I lost my mum and sister to Cancer. I have lost great friends to cancer and as a Counselling psychologist, I give hope to the hopeless through visitations at home and hospitals. In short, I am a social encourager.
I am heading a research group on Psychological Aspects of Cancer at the Danish Cancer, where we focus on both adults and children with cancer, but also on their families. I have been working in psychooncology for more than 20 years. Halfway through my career, my son was diagnosed with leukemia. He was cured, but this of course made me consider whether cancer research was something I was going to do both in my work and spare time. Still, the experience underlined the need for further research in support for families with cancer.

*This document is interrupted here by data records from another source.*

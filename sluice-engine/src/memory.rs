//! In-memory stores
//!
//! Used by the CLI, where connections come from a JSON file and executions
//! never outlive the process, and by tests.

use async_trait::async_trait;
use chrono::{DateTime, Utc};
use sluice_core::domain::connection::Connection;
use sluice_core::domain::execution::{Execution, ExecutionStatus, ExecutionUpdate};
use std::collections::HashMap;
use std::sync::Mutex;
use uuid::Uuid;

use crate::store::{ConnectionRegistry, ExecutionStore, PipelineStore, StoreError};

fn poisoned() -> StoreError {
    StoreError::Backend("store lock poisoned".to_string())
}

/// Connection registry backed by a map
#[derive(Debug, Default)]
pub struct MemoryConnectionRegistry {
    connections: Mutex<HashMap<Uuid, Connection>>,
}

impl MemoryConnectionRegistry {
    pub fn new() -> Self {
        Self::default()
    }

    pub fn with_connections(connections: impl IntoIterator<Item = Connection>) -> Self {
        Self {
            connections: Mutex::new(connections.into_iter().map(|c| (c.id, c)).collect()),
        }
    }

    pub fn insert(&self, connection: Connection) -> Result<(), StoreError> {
        self.connections
            .lock()
            .map_err(|_| poisoned())?
            .insert(connection.id, connection);
        Ok(())
    }
}

#[async_trait]
impl ConnectionRegistry for MemoryConnectionRegistry {
    async fn get_by_id(&self, id: Uuid) -> Result<Connection, StoreError> {
        self.connections
            .lock()
            .map_err(|_| poisoned())?
            .get(&id)
            .cloned()
            .ok_or_else(|| StoreError::NotFound(format!("Connection {id}")))
    }
}

/// Execution store backed by a map
#[derive(Debug, Default)]
pub struct MemoryExecutionStore {
    executions: Mutex<HashMap<Uuid, Execution>>,
}

impl MemoryExecutionStore {
    pub fn new() -> Self {
        Self::default()
    }

    /// Stores a fresh `Running` execution for the pipeline and returns it
    pub fn start(&self, pipeline_id: Uuid) -> Result<Execution, StoreError> {
        let execution = Execution::start(pipeline_id);
        self.executions
            .lock()
            .map_err(|_| poisoned())?
            .insert(execution.id, execution.clone());
        Ok(execution)
    }
}

#[async_trait]
impl ExecutionStore for MemoryExecutionStore {
    async fn get_by_id(&self, id: Uuid) -> Result<Execution, StoreError> {
        self.executions
            .lock()
            .map_err(|_| poisoned())?
            .get(&id)
            .cloned()
            .ok_or_else(|| StoreError::NotFound(format!("Execution {id}")))
    }

    async fn update(&self, id: Uuid, update: ExecutionUpdate) -> Result<(), StoreError> {
        let mut executions = self.executions.lock().map_err(|_| poisoned())?;
        let execution = executions
            .get_mut(&id)
            .ok_or_else(|| StoreError::NotFound(format!("Execution {id}")))?;
        execution.apply(update);
        Ok(())
    }
}

/// Last-run stamps keyed by pipeline
#[derive(Debug, Default)]
pub struct MemoryPipelineStore {
    last_runs: Mutex<HashMap<Uuid, (DateTime<Utc>, ExecutionStatus)>>,
}

impl MemoryPipelineStore {
    pub fn new() -> Self {
        Self::default()
    }

    pub fn last_run(&self, pipeline_id: Uuid) -> Option<(DateTime<Utc>, ExecutionStatus)> {
        self.last_runs
            .lock()
            .ok()
            .and_then(|runs| runs.get(&pipeline_id).copied())
    }
}

#[async_trait]
impl PipelineStore for MemoryPipelineStore {
    async fn stamp_last_run(
        &self,
        pipeline_id: Uuid,
        at: DateTime<Utc>,
        status: ExecutionStatus,
    ) -> Result<(), StoreError> {
        self.last_runs
            .lock()
            .map_err(|_| poisoned())?
            .insert(pipeline_id, (at, status));
        Ok(())
    }
}

#[cfg(test)]
mod tests {
    use super::*;

    #[tokio::test]
    async fn test_execution_update_is_applied() {
        let store = MemoryExecutionStore::new();
        let execution = store.start(Uuid::new_v4()).unwrap();

        store
            .update(
                execution.id,
                ExecutionUpdate::finished("done\n".to_string(), 7, 0),
            )
            .await
            .unwrap();

        let stored = store.get_by_id(execution.id).await.unwrap();
        assert_eq!(stored.status, ExecutionStatus::Completed);
        assert_eq!(stored.records_processed, 7);
        assert_eq!(stored.logs, "done\n");
        assert!(stored.completed_at.is_some());
    }

    #[tokio::test]
    async fn test_missing_entries_are_not_found() {
        let store = MemoryExecutionStore::new();
        assert!(matches!(
            store.get_by_id(Uuid::new_v4()).await,
            Err(StoreError::NotFound(_))
        ));

        let registry = MemoryConnectionRegistry::new();
        assert!(matches!(
            registry.get_by_id(Uuid::new_v4()).await,
            Err(StoreError::NotFound(_))
        ));
    }
}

In our research group, we work with documenting psychological consequences of cancer using nationwide Danish registries, but also with testing new support in RCTs. We have developed the FAMOS therapy program, which in a nationwide RCT was effective for families of children with cancer. In ongoing multicenter studies, we are e.g. testing nurse navigation in breast (REBECCA) and lung (NAVIGATE) cancer and therapy for families of children in palliative care (SOFUS). I have been attending IPOS conferences many times and I have recently joined the IPOS Survivorship SIG; I am excited about this community, where we can cross borders and develop new international research collaborations.